DATA SECTION: Begin

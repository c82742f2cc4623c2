use axum::{
    http::StatusCode,
    routing::{get, post},
    Json, Router,
};
use serde_json::{json, Value};
use tower_http::{cors::CorsLayer, trace::TraceLayer};

use crate::state::AppState;

pub mod events;
pub mod recommendations;

/// Creates the application router with all routes
pub fn create_router(state: AppState) -> Router {
    Router::new()
        .route("/health", get(health_check))
        .nest("/api/v1", api_routes())
        .layer(TraceLayer::new_for_http())
        .layer(CorsLayer::permissive())
        .with_state(state)
}

/// API routes under /api/v1
fn api_routes() -> Router<AppState> {
    Router::new()
        .route("/recommendations", get(recommendations::recommend))
        .route("/events", post(events::record_event))
}

/// Health check endpoint
async fn health_check() -> (StatusCode, Json<Value>) {
    (StatusCode::OK, Json(json!({ "status": "healthy" })))
}
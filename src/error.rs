use axum::{
    http::StatusCode,
    response::{IntoResponse, Response},
    Json,
};
use serde_json::json;

/// Application-level errors
#[derive(thiserror::Error, Debug)]
pub enum AppError {
    #[error("Database error: {0}")]
    Database(#[from] sqlx::Error),

    #[error("Cache error: {0}")]
    Cache(#[from] redis::RedisError),

    #[error("Not found: {0}")]
    NotFound(String),

    #[error("Invalid input: {0}")]
    InvalidInput(String),

    #[error("Internal server error: {0}")]
    Internal(String),
}

impl IntoResponse for AppError {
    fn into_response(self) -> Response {
        let (status, message) = match self {
            AppError::NotFound(msg) => (StatusCode::NOT_FOUND, msg),
            AppError::InvalidInput(msg) => (StatusCode::BAD_REQUEST, msg),
            AppError::Database(_) | AppError::Cache(_) | AppError::Internal(_) => {
                (StatusCode::INTERNAL_SERVER_ERROR, self.to_string())
            }
        };

        let body = Json(json!({
            "error": message
        }));

        (status, body).into_response()
    }
}

pub type AppResult<T> = Result<T, AppError>;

DATA SECTION: End

Please return each line of the data above in which the word "TraceLayer" occurs.

RESULT FOR THIS TASK:
use tower_http::{cors::CorsLayer, trace::TraceLayer};
        .layer(TraceLayer::new_for_http())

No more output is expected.